Citing four people familiar with negotiations, Politico reported Wednesday that "an emerging compromise on annual defense policy legislation" is set to add $45 billion to President Joe Biden's already massive military spending request. The White House's March request for an $813 billion military budget for fiscal year 2023 represented a $31 billion increase over the current, record-breaking sum of $782 billion.
According to Politico, "The deal would set the budget topline of the fiscal 2023 National Defense Authorization Act at $847 billion for national defense, and would go as high as $858 billion when including programs that fall outside of the jurisdiction of the Senate and House Armed Services committees." The Senate panel approved an equivalent military spending boost in June.
The National Priorities Project (NPP) called the bipartisan proposal to further increase military spending despite the Pentagon's persistent accounting and human rights failures "a sign of an agency that is too big, plain and simple."
"Other major government agencies have long since passed audits," said NPP. "But the Pentagon, with its global sprawl of more than 750 military installations, and a budget increase that alone could more than double the diplomacy budget at the State Department, is so big and disjointed that no one knows where its money goes."
According to NPP, one solution would be to make the Pentagon "a lot smaller."
Earlier this year, Reps. Barbara Lee (D-Calif.) and Mark Pocan (D-Wis.)--co-chairs of the Defense Spending Reduction Caucus--unveiled the People Over Pentagon Act of 2022, which proposes slashing Pentagon spending for the next fiscal year by $100 billion and reallocating those funds toward threats that "are not military in nature," such as the Covid-19 pandemic, the climate emergency, and worsening inequality.
Although a majority of U.S. voters are opposed to military spending in excess of $800 billion, earlier efforts to cut the Pentagon's budget have failed to gain enough support to pass the House or Senate thanks in part to lawmakers who receive substantial amounts of campaign cash from the weapons industry, which benefits from relentlessly expanding expenditures.
NPP said Thursday that "after 20 years of war, and in a time when government spending is desperately needed elsewhere, the Pentagon's fifth failed audit in as many years (and having never, ever passed) should be the last straw."
"This isn't using our taxpayer dollars wisely," the nonprofit research institute continued. "It's robbing programs that we need, like the discontinued child tax credit that cut child poverty by half. And it's continuing the Pentagon's legacy of war, all for the benefit of the contractors who commandeer roughly half of the Pentagon's budget in any given year."
Approximately 55% of all Pentagon spending went to private sector military contractors from FY 2002 to FY 2021, according to Stephen Semler of the Security Policy Reform Institute. "If this privatization of funds rate over the last 20 years holds," Semler wrote last December, arms dealers will rake in an estimated $407 billion in public money in FY 2022.
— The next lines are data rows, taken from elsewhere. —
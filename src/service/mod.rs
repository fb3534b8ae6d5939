//! ProblemStore (storage adapter) and request validation.

mod crud;
mod validation;
pub use crud::ProblemStore;
pub use validation::{parse_deadline, RequestValidator};
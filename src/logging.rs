//! Tracing subscriber setup.

use tracing_subscriber::EnvFilter;

pub const DEFAULT_FILTER: &str = "problem_tracker=info,tower_http=info";

/// Install the global fmt subscriber. `RUST_LOG` overrides [`DEFAULT_FILTER`].
/// Calling it twice is harmless.
pub fn init() {
    let _ = tracing_subscriber::fmt()
        .with_env_filter(
            EnvFilter::try_from_default_env().unwrap_or_else(|_| EnvFilter::new(DEFAULT_FILTER)),
        )
        .try_init();
}
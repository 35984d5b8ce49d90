// AstDoc - Solidity AST Documentation Extractor
// Copyright (C) 2024 Zhuo Zhang and Wuqi Zhang
//
// This program is free software: you can redistribute it and/or modify
// it under the terms of the GNU Affero General Public License as published by
// the Free Software Foundation, either version 3 of the License, or
// (at your option) any later version.
//
// This program is distributed in the hope that it will be useful,
// but WITHOUT ANY WARRANTY; without even the implied warranty of
// MERCHANTABILITY or FITNESS FOR A PARTICULAR PURPOSE. See the
// GNU Affero General Public License for more details.
//
// You should have received a copy of the GNU Affero General Public License
// along with this program. If not, see <https://www.gnu.org/licenses/>.

use serde::{Deserialize, Serialize};
use tracing::trace;

use crate::{
    ast::{
        Block, ContractMember, Expression, FunctionDefinition, StateMutability, Statement,
        Visibility,
    },
    extract::{parameter_type, render_parameter, Category, DeclarationRecord, Extract},
    LineIndex,
};

/// Documentation record of a function, constructor, fallback or receive function.
#[derive(Debug, Clone, PartialEq, Eq, Serialize, Deserialize)]
#[serde(rename_all = "camelCase")]
pub struct FunctionDoc {
    /// Source name, or the function kind (`constructor`, `fallback`, `receive`) when unnamed.
    pub name: String,
    /// `name(type1 p1, type2 p2)` with the raw source name.
    pub signature: String,
    /// `(t1, t2)`.
    pub returns: String,
    /// Events emitted by top-level statements of the body.
    pub events: Vec<String>,
    #[serde(default, skip_serializing_if = "Option::is_none")]
    pub payable: Option<bool>,
    /// Applied modifiers, in order.
    pub modifiers: Vec<String>,
    #[serde(default, skip_serializing_if = "Option::is_none")]
    pub visibility: Option<Visibility>,
    #[serde(default, skip_serializing_if = "Option::is_none")]
    pub state_mutability: Option<StateMutability>,
    /// `require`-like guards found in top-level statements of the body.
    pub requires: Vec<RequireSite>,
    pub line_number: usize,
}

/// A call to a revert-guarding helper inside a function body.
#[derive(Debug, Clone, PartialEq, Eq, Serialize, Deserialize)]
#[serde(rename_all = "camelCase")]
pub struct RequireSite {
    pub line_number: usize,
    /// `require(..., <message>)` for the builtin, the callee name for anything else.
    pub name: String,
}

impl Extract for FunctionDefinition {
    const CATEGORY: Category = Category::Functions;

    fn select(member: &ContractMember) -> Option<&Self> {
        match member {
            ContractMember::FunctionDefinition(function) => Some(function),
            _ => None,
        }
    }

    fn extract(&self, lines: &LineIndex) -> DeclarationRecord {
        let parameters =
            self.parameters.parameters.iter().map(render_parameter).collect::<Vec<_>>();
        let returns =
            self.return_parameters.parameters.iter().map(parameter_type).collect::<Vec<_>>();
        let modifiers = self
            .modifiers
            .iter()
            .filter_map(|invocation| invocation.modifier_name.name.clone())
            .collect();

        let name = if self.name.is_empty() { self.kind_label() } else { self.name.clone() };

        DeclarationRecord::Function(FunctionDoc {
            name,
            signature: format!("{}({})", self.name, parameters.join(", ")),
            returns: format!("({})", returns.join(", ")),
            events: self.body.as_ref().map(emitted_events).unwrap_or_default(),
            payable: self.payable,
            modifiers,
            visibility: self.visibility,
            state_mutability: self.state_mutability,
            requires: self.body.as_ref().map(|body| require_sites(body, lines)).unwrap_or_default(),
            line_number: lines.line_of(self.src.as_deref()),
        })
    }
}

/// Names of the events emitted by the top-level statements of `body`.
pub fn emitted_events(body: &Block) -> Vec<String> {
    body.statements
        .iter()
        .filter_map(|stmt| match stmt {
            Statement::EmitStatement(emit) => emit.event_name().map(str::to_string),
            _ => None,
        })
        .collect()
}

/// The `require`-like call sites among the top-level statements of `body`.
pub fn require_sites(body: &Block, lines: &LineIndex) -> Vec<RequireSite> {
    body.statements
        .iter()
        .filter_map(|stmt| stmt.call_candidate())
        .filter(|call| is_require_like(call))
        .filter_map(|call| {
            let site = require_site(call, lines);
            if site.is_none() {
                trace!(src = ?call.src, "dropping require site without a recoverable message");
            }
            site
        })
        .collect()
}

fn callee_name(call: &Expression) -> Option<&str> {
    call.callee()?.name.as_deref()
}

fn is_require_like(call: &Expression) -> bool {
    callee_name(call).is_some_and(|name| name.to_lowercase().contains("require"))
}

fn require_site(call: &Expression, lines: &LineIndex) -> Option<RequireSite> {
    let callee = callee_name(call)?;
    let line_number = lines.line_of(call.src.as_deref());

    if callee != "require" {
        return Some(RequireSite { line_number, name: callee.to_string() });
    }

    let message = literal_message(call.callee()?.last_argument_type()?);
    Some(RequireSite { line_number, name: format!("require(..., {message})") })
}

/// Recovers the message from a type string like `literal_string "not owner"`.
///
/// The first word is the type kind; the rest is the literal with its quotes removed.
fn literal_message(type_string: &str) -> String {
    let literal = type_string.split(' ').skip(1).collect::<Vec<_>>().join(" ");
    literal.replace('"', "")
}

#[cfg(test)]
mod tests {
    use serde_json::{json, Value};

    use super::*;
    use crate::extract::tests::param;

    const SOURCE: &str = "contract Parent {\n    function foo(uint256 a) public returns (bool) {\n        require(a > 0, \"ok\");\n        emit Foo(a);\n        return true;\n    }\n}\n";

    fn src_of(needle: &str, len: usize) -> String {
        format!("{}:{len}:0", SOURCE.find(needle).unwrap())
    }

    fn require_call(callee: &str, argument_types: Value, src: &str) -> Value {
        json!({
            "nodeType": "ExpressionStatement",
            "expression": {
                "nodeType": "FunctionCall",
                "src": src,
                "expression": {
                    "nodeType": "Identifier",
                    "name": callee,
                    "argumentTypes": argument_types,
                },
            },
        })
    }

    fn function(body: Value) -> FunctionDefinition {
        serde_json::from_value(json!({
            "nodeType": "FunctionDefinition",
            "name": "foo",
            "kind": "function",
            "src": src_of("function", 120),
            "visibility": "public",
            "stateMutability": "nonpayable",
            "parameters": { "parameters": [param("uint256", "a")] },
            "returnParameters": { "parameters": [param("bool", "")] },
            "modifiers": [{ "modifierName": { "name": "onlyOwner" } }],
            "body": body,
        }))
        .unwrap()
    }

    fn extract(function: &FunctionDefinition) -> FunctionDoc {
        match function.extract(&LineIndex::new(SOURCE)) {
            DeclarationRecord::Function(doc) => doc,
            other => panic!("unexpected record {other:?}"),
        }
    }

    #[test]
    fn test_function_fields() {
        let doc = extract(&function(json!({
            "statements": [
                require_call(
                    "require",
                    json!([{ "typeString": "bool" }, { "typeString": "literal_string \"ok\"" }]),
                    &src_of("require", 20),
                ),
                {
                    "nodeType": "EmitStatement",
                    "eventCall": {
                        "nodeType": "FunctionCall",
                        "expression": { "nodeType": "Identifier", "name": "Foo" },
                    },
                },
                { "nodeType": "Return" },
            ]
        })));

        assert_eq!(doc.name, "foo");
        assert_eq!(doc.signature, "foo(uint256 a)");
        assert_eq!(doc.returns, "(bool)");
        assert_eq!(doc.modifiers, ["onlyOwner"]);
        assert_eq!(doc.visibility, Some(Visibility::Public));
        assert_eq!(doc.state_mutability, Some(StateMutability::Nonpayable));
        assert_eq!(doc.payable, None);
        assert_eq!(doc.events, ["Foo"]);
        assert_eq!(doc.line_number, 2);
        assert_eq!(
            doc.requires,
            [RequireSite { line_number: 3, name: "require(..., ok)".to_string() }]
        );
    }

    #[test]
    fn test_unimplemented_function_has_no_events_or_requires() {
        let doc = extract(&function(Value::Null));
        assert!(doc.events.is_empty());
        assert!(doc.requires.is_empty());
    }

    #[test]
    fn test_custom_require_helpers_keep_callee_name() {
        let doc = extract(&function(json!({
            "statements": [
                require_call("requireOwner", json!([]), &src_of("require", 20)),
                require_call("assert", json!([{ "typeString": "bool" }]), &src_of("emit", 10)),
            ]
        })));
        assert_eq!(
            doc.requires,
            [RequireSite { line_number: 3, name: "requireOwner".to_string() }]
        );
    }

    #[test]
    fn test_require_without_argument_types_is_dropped() {
        let doc = extract(&function(json!({
            "statements": [
                require_call("require", Value::Null, &src_of("require", 20)),
                require_call("Require", json!([]), &src_of("emit", 10)),
            ]
        })));
        // the builtin is dropped, the differently cased helper is kept
        assert_eq!(doc.requires, [RequireSite { line_number: 4, name: "Require".to_string() }]);
    }

    #[test]
    fn test_require_message_with_spaces() {
        assert_eq!(literal_message("literal_string \"not the owner\""), "not the owner");
        assert_eq!(literal_message("bool"), "");
    }

    #[test]
    fn test_unnamed_functions_use_kind_label() {
        let fallback: FunctionDefinition =
            serde_json::from_value(json!({ "name": "", "kind": "fallback", "body": null }))
                .unwrap();
        let doc = extract(&fallback);
        assert_eq!(doc.name, "fallback");
        assert_eq!(doc.signature, "()");
        assert_eq!(doc.line_number, 0);

        let legacy: FunctionDefinition = serde_json::from_value(
            json!({ "name": "", "isConstructor": true, "payable": false, "body": null }),
        )
        .unwrap();
        let doc = extract(&legacy);
        assert_eq!(doc.name, "constructor");
        assert_eq!(doc.payable, Some(false));
    }

    #[test]
    fn test_optional_fields_are_omitted_from_json() {
        let fallback: FunctionDefinition =
            serde_json::from_value(json!({ "name": "", "kind": "receive" })).unwrap();
        let value = serde_json::to_value(extract(&fallback)).unwrap();
        assert!(value.get("payable").is_none());
        assert!(value.get("visibility").is_none());
        assert_eq!(value["lineNumber"], 0);
        assert_eq!(value["requires"], json!([]));
    }
}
NPP director Lindsay Koshgarian toldTruthout on Wednesday that "the same legislators who refused to continue child tax credits that cut child poverty in half are now choosing to add tens of billions of dollars to an already-enormous Pentagon budget."
"The bonus for the Pentagon is more than the entire annual climate investment under the Inflation Reduction Act," Koshgarian added. "The only ones who will benefit are the corporations that sell weapons to the U.S. and around the world."
Last year, NPP published a report showing that the U.S. has spent more than $21 trillion on militarization since September 11, 2001.
Citing that analysis, Jacobin's Luke Savage argued at the time that the nation's military spending--now even higher than it was at the height of the Cold War--is not only wasteful but also inherently anti-democratic:
Military spending allocated for 2022 considerably exceeds the cost of five separate Green New Deal bills. For a miniscule fraction of what America spent on the two-decade-long "war on terror," it could have fully decarbonized its electricity grid, eradicated student debt, offered free preschool, and funded the wildly popular and effective Covid-era's anti-poverty child tax credit for at least a decade. Spending public funds so lavishly on war inevitably means not spending them elsewhere, and it's incredible to imagine what even a fraction of the money sucked up every year by America's bloated military-industrial complex could accomplish if invested differently.
Fundamentally, however, the case against the Pentagon's ever-expanding budget is a democratic one. Every year, the government of the world's most powerful country now allocates more than half of its discretionary funds to what is laughably called "defense spending"--regardless, it turns out, of whether the nation is at risk of attack or officially at war.
"Corporate capture of Congress is a problem in most major policy areas," wrote Savage, "but defense contractors and other military concerns have a stranglehold that is arguably unmatched."
As NPP noted Thursday, enacting Lee and Pocan's legislation "would open the door for other critical investments--and stop rewarding an agency that doesn't even know where the money is going."